Task requirements: Using the listing that follows, report how many lines include the word "between", and add no other words.

^^^^^^^^^^^^^^^^

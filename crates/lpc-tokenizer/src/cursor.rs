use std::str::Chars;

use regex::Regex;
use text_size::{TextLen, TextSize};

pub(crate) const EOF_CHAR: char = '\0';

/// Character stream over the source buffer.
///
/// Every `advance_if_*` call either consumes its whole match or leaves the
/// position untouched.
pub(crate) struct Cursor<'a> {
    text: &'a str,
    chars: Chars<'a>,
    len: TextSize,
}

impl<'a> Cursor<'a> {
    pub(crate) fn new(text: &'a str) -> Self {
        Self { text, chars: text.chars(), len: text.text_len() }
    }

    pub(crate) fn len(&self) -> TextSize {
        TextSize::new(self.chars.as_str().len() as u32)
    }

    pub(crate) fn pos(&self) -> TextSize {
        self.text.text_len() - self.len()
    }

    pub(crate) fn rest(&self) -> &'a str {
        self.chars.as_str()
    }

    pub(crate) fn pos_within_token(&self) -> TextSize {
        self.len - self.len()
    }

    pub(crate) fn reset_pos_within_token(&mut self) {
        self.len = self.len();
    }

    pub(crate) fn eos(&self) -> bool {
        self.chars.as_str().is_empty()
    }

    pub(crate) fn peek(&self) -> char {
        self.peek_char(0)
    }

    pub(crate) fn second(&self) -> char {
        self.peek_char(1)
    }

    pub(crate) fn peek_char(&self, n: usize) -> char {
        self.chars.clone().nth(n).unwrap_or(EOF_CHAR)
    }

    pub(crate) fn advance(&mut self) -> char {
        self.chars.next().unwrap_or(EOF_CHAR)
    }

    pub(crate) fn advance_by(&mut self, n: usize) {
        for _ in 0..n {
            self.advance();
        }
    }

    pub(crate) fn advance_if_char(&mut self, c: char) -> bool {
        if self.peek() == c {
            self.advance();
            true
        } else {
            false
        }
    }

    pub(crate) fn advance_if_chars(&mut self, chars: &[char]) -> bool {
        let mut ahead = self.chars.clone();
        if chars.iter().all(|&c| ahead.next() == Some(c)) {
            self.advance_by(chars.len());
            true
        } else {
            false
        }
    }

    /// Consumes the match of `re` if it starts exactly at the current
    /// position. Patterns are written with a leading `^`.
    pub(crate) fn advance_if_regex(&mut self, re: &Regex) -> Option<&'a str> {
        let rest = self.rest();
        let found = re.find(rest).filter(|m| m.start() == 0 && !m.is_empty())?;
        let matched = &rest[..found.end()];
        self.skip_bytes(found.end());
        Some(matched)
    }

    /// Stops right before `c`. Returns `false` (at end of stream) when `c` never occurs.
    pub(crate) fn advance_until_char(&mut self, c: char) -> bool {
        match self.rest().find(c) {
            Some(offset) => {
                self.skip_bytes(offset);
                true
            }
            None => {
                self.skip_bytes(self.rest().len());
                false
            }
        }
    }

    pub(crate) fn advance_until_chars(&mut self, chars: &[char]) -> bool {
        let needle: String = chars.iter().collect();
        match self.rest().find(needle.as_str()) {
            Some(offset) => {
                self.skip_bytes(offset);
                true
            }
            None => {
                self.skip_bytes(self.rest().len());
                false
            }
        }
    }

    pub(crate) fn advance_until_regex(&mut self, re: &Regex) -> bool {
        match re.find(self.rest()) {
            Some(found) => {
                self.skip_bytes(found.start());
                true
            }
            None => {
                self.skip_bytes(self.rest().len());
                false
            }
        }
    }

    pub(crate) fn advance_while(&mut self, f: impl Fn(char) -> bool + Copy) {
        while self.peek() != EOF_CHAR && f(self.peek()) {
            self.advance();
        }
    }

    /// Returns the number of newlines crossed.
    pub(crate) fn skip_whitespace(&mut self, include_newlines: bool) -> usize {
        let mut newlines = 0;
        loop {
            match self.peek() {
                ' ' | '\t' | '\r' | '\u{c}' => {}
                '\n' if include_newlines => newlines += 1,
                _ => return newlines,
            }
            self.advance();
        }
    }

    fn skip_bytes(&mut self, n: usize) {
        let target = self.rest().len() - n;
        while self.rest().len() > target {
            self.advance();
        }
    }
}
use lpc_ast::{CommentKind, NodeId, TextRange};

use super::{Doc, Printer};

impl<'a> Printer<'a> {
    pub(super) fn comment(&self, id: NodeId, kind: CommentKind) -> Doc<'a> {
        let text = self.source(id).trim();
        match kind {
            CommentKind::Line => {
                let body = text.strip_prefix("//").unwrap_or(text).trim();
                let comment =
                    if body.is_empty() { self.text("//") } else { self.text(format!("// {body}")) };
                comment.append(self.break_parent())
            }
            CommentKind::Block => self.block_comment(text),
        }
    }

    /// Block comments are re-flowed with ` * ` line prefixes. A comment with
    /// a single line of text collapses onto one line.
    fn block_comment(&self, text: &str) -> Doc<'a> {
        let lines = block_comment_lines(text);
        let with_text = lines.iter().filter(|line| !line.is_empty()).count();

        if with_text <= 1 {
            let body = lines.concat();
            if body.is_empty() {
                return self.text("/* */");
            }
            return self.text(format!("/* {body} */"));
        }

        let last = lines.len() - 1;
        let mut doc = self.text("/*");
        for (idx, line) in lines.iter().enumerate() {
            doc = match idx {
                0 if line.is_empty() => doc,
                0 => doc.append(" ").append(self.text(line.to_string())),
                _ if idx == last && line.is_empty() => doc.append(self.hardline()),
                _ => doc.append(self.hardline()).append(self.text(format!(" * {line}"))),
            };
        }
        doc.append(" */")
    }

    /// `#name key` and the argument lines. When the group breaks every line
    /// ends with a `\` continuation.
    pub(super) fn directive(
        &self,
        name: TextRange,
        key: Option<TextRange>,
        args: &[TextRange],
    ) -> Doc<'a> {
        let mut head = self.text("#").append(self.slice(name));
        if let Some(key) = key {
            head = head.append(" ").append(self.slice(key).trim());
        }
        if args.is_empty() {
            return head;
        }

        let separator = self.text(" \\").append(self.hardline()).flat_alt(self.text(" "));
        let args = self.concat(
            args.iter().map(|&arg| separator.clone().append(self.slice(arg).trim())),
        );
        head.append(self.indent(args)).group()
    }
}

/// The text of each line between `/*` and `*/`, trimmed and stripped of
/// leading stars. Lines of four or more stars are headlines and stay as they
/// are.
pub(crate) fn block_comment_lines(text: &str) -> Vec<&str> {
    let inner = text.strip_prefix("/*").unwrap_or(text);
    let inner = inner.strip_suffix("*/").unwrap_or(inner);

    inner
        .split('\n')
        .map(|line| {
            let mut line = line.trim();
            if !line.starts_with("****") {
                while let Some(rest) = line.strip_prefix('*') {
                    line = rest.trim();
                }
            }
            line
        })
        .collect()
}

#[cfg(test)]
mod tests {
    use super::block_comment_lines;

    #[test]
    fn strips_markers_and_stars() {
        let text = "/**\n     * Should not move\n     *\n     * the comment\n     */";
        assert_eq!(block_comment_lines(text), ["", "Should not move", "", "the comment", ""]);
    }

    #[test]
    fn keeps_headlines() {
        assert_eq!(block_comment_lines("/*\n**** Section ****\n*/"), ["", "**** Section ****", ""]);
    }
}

^^^^^^^^^^^^^^^^

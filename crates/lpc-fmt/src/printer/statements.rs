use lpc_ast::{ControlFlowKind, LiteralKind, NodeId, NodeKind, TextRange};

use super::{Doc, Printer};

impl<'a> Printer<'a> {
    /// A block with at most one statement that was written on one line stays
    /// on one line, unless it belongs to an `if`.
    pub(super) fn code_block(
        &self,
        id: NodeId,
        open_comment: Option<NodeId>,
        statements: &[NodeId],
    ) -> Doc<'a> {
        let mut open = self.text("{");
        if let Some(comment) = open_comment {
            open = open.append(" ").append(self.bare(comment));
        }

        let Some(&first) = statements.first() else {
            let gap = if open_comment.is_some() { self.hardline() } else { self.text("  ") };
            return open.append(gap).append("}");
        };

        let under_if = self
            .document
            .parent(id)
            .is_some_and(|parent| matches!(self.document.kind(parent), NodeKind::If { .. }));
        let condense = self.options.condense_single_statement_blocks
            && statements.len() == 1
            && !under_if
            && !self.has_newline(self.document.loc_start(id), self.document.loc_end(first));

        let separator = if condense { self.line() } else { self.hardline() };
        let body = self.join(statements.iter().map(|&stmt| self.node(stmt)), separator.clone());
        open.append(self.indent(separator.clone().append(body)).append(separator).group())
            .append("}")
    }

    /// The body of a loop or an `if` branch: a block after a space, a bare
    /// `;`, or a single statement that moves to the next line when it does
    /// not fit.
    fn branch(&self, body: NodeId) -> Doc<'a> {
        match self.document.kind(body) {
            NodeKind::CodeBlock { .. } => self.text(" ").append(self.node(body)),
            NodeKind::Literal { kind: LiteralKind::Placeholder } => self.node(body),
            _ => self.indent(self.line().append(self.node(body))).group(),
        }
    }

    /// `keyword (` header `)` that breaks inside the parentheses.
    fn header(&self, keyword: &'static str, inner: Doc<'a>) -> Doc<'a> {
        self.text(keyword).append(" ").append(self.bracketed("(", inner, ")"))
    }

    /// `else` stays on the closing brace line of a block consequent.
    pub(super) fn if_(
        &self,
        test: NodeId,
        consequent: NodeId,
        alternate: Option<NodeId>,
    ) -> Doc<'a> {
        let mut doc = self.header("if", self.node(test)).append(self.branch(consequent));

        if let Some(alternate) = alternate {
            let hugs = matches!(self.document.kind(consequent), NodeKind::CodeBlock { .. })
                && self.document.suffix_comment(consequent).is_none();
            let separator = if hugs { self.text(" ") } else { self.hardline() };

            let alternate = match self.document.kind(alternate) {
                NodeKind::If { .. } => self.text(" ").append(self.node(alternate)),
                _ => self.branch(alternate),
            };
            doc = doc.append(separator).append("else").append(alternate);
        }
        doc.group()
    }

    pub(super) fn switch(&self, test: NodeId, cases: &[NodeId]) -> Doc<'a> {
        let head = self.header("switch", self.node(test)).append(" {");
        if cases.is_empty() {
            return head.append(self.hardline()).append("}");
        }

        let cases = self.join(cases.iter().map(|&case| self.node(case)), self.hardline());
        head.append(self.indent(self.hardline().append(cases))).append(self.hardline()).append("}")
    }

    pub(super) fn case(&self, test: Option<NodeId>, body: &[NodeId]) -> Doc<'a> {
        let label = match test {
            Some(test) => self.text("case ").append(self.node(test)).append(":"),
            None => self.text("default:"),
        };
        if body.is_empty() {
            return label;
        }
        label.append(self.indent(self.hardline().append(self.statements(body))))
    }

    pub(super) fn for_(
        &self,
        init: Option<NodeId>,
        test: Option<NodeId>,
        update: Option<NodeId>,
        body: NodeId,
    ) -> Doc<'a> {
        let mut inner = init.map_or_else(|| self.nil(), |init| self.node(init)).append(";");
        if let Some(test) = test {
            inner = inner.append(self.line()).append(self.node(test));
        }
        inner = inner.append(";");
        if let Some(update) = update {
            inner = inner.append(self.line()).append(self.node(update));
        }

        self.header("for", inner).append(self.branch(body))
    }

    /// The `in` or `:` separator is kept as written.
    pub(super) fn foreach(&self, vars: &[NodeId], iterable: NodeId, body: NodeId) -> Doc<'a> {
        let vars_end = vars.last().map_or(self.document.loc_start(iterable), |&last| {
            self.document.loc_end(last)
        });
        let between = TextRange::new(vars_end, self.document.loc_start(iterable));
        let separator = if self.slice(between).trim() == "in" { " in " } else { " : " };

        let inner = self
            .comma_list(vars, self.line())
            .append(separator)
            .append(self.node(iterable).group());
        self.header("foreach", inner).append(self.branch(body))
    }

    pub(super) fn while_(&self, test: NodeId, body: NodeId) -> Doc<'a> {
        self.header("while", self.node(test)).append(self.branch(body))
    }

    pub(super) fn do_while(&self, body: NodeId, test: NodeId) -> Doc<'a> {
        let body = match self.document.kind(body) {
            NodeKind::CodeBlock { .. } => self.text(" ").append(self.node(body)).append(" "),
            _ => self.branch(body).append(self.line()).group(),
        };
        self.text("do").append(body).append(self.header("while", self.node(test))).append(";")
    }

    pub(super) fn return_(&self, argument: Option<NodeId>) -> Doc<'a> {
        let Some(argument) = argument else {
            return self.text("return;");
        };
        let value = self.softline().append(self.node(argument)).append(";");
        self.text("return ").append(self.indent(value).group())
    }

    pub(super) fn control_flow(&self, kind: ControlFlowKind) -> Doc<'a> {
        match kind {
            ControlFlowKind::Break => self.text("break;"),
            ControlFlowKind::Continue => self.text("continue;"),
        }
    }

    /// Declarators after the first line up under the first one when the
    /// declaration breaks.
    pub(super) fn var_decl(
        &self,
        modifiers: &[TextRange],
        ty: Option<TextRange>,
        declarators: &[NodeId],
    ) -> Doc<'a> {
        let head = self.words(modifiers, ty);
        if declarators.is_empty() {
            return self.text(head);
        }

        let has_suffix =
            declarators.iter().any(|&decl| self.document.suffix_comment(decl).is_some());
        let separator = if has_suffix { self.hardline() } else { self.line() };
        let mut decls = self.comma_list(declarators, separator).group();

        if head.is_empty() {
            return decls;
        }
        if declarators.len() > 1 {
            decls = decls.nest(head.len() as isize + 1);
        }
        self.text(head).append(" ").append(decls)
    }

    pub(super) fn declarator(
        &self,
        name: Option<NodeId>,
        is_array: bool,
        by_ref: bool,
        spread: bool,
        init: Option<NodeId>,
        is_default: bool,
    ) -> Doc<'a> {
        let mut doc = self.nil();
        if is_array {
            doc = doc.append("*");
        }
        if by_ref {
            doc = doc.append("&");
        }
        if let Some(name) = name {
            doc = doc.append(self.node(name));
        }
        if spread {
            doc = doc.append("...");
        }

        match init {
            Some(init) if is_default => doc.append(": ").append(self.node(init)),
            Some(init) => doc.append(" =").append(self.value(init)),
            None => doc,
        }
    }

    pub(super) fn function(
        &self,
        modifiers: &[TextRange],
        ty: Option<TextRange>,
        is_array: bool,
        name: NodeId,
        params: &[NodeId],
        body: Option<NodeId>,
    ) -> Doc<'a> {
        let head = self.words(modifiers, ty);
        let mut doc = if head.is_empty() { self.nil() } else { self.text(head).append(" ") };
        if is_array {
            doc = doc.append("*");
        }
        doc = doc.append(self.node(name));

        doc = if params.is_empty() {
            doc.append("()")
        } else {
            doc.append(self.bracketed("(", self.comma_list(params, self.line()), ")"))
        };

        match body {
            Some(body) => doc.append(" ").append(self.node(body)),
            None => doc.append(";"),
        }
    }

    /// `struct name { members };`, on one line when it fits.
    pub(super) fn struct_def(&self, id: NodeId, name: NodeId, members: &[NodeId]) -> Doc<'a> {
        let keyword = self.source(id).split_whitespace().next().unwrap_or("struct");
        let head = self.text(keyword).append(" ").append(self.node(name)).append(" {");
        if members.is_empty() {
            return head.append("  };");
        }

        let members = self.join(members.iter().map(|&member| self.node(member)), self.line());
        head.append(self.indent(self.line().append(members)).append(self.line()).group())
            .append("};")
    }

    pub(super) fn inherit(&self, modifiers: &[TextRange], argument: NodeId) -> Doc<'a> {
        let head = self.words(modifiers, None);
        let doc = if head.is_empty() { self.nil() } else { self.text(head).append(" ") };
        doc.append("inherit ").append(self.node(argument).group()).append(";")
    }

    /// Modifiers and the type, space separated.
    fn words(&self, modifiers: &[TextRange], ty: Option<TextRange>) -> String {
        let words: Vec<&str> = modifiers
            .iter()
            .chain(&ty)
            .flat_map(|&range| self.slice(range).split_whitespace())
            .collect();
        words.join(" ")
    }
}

^^^^^^^^^^^^^^^^

Answer space: 3